→ **Problem**
Each line of the data below that holds the word "recency" is to be reported in full.

→ **Available records**
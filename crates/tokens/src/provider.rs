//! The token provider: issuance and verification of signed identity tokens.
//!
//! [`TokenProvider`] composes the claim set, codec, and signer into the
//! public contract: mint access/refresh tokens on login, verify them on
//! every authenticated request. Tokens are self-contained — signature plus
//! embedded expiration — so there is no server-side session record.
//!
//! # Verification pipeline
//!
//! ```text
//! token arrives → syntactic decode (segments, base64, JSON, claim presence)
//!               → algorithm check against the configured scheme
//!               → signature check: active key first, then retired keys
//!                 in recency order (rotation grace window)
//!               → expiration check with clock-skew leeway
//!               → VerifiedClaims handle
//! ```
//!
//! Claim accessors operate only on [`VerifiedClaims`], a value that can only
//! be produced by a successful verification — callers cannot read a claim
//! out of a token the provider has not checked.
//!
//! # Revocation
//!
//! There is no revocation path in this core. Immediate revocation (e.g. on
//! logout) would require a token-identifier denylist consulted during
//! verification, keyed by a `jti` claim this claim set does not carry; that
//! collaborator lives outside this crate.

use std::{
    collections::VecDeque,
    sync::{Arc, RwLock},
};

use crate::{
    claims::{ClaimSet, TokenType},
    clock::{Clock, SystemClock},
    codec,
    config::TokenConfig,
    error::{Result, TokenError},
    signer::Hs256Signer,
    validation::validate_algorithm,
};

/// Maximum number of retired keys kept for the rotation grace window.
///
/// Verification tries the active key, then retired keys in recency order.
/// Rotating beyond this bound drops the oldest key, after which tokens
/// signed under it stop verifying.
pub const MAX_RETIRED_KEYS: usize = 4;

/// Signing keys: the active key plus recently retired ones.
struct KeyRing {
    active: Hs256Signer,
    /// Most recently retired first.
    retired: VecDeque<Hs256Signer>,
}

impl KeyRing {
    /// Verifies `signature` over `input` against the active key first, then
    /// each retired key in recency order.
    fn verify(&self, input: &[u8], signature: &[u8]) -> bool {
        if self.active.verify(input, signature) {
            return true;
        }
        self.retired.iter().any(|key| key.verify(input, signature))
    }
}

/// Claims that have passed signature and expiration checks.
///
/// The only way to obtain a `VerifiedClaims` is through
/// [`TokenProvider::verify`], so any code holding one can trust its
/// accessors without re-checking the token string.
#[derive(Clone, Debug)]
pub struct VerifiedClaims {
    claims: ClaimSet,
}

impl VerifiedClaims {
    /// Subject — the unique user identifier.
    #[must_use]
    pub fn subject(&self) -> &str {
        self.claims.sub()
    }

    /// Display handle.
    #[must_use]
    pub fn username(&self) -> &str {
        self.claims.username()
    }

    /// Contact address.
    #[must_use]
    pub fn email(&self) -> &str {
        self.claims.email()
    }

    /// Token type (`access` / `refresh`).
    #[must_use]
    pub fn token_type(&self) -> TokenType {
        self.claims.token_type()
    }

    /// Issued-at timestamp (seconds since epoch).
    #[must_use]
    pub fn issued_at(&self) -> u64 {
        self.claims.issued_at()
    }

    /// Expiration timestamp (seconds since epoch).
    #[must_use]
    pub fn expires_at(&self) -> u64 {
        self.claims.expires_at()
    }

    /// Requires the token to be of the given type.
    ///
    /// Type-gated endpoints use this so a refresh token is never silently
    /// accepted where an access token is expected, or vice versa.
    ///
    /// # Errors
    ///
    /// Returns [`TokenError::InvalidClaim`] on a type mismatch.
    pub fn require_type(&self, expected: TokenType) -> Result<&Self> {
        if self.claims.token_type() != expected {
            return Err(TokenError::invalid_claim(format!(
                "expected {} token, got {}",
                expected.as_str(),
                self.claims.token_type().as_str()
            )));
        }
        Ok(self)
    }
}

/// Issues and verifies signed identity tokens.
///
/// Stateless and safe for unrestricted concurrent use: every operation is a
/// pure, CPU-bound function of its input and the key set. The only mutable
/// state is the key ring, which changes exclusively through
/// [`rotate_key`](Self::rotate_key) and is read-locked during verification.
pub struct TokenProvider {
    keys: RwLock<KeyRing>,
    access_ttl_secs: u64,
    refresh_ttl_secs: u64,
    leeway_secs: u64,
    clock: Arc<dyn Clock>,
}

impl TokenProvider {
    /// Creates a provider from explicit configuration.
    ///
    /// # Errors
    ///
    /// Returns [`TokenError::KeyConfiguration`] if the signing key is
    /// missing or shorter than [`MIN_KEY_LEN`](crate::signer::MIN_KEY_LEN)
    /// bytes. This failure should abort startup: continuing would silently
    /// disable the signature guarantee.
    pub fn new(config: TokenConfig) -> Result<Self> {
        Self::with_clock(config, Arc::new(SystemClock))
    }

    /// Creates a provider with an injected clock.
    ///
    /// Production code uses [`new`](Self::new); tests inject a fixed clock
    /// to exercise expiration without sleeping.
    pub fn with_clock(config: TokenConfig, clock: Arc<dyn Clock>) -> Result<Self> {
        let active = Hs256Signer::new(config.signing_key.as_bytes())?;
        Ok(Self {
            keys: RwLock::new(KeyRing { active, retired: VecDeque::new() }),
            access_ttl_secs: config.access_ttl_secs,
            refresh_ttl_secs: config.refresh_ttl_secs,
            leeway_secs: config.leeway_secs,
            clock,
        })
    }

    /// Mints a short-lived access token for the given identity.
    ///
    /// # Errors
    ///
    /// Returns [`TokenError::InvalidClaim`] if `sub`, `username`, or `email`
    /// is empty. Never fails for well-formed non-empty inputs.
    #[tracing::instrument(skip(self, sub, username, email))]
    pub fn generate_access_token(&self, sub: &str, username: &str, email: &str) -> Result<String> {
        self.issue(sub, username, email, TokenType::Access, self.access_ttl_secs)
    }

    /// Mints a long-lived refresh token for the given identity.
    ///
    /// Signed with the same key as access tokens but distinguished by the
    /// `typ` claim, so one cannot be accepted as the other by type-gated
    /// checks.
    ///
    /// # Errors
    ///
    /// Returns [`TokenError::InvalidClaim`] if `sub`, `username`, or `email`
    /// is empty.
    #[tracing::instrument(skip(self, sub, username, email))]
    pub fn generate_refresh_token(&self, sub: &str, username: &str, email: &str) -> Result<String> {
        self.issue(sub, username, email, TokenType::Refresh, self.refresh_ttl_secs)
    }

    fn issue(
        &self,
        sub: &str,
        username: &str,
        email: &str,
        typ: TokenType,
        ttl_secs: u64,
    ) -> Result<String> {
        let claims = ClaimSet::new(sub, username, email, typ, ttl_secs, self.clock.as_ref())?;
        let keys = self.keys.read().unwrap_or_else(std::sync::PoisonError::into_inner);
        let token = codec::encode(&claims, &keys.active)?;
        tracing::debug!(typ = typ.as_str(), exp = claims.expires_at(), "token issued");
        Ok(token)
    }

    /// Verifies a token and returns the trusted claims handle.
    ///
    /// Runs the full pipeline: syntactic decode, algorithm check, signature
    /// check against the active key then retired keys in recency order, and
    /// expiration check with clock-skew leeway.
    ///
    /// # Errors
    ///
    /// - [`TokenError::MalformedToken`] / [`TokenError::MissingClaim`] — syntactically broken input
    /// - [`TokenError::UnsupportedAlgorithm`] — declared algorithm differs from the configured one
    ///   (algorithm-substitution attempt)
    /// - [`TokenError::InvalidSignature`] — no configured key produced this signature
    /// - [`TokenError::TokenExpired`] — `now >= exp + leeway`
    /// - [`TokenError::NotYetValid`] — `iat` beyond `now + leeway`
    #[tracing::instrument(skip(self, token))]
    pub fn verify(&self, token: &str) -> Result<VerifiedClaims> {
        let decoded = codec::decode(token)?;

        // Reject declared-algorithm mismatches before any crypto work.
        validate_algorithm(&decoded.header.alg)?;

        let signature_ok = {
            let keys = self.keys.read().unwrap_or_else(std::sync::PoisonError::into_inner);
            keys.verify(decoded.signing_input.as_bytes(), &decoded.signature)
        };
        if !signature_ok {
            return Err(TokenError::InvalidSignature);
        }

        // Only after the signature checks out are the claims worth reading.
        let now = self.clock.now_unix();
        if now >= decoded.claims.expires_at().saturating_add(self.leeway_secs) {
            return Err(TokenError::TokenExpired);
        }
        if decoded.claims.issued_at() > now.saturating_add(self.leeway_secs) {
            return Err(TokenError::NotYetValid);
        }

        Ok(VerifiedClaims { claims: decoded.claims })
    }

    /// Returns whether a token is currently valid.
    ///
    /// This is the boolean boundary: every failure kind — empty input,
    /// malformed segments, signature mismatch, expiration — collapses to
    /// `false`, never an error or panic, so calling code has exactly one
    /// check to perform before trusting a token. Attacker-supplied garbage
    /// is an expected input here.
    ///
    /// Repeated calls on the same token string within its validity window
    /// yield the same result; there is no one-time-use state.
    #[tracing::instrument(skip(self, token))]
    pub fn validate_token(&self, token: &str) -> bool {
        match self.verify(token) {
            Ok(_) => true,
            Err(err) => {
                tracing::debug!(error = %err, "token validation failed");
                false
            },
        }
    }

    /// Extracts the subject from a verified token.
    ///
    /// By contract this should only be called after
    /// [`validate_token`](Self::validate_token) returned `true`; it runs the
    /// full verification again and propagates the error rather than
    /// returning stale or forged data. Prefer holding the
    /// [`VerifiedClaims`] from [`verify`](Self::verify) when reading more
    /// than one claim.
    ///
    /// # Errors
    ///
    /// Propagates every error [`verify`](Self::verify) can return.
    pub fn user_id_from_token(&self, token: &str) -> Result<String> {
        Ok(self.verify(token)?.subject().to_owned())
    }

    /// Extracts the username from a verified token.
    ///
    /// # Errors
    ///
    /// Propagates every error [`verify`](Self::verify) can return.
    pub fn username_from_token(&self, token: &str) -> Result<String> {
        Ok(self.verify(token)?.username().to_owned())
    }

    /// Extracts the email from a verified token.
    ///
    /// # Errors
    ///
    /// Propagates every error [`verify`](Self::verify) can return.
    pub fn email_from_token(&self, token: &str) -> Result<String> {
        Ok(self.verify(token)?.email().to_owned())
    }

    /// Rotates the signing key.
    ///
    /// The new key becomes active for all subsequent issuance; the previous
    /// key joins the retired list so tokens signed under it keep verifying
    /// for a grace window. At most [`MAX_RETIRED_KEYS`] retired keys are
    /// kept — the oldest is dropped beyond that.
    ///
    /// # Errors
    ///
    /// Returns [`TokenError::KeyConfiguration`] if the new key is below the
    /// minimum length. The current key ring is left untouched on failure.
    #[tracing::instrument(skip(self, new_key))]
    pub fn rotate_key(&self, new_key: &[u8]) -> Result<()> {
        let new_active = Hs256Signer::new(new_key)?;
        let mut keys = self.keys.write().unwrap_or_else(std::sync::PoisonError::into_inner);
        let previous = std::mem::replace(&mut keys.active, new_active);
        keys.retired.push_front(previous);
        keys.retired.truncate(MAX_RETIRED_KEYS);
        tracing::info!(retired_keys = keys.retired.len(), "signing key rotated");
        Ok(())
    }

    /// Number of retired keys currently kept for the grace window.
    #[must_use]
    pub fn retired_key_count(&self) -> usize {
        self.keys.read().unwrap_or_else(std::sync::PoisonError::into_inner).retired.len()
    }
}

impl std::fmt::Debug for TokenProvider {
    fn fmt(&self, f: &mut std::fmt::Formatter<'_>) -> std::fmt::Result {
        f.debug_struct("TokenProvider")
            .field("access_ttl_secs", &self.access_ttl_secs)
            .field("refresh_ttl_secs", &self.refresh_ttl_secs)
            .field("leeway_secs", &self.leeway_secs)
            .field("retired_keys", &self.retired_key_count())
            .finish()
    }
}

→ **Solution for this task**
//!                 in recency order (rotation grace window)
/// Verification tries the active key, then retired keys in recency order.
    /// each retired key in recency order.
    /// check against the active key then retired keys in recency order, and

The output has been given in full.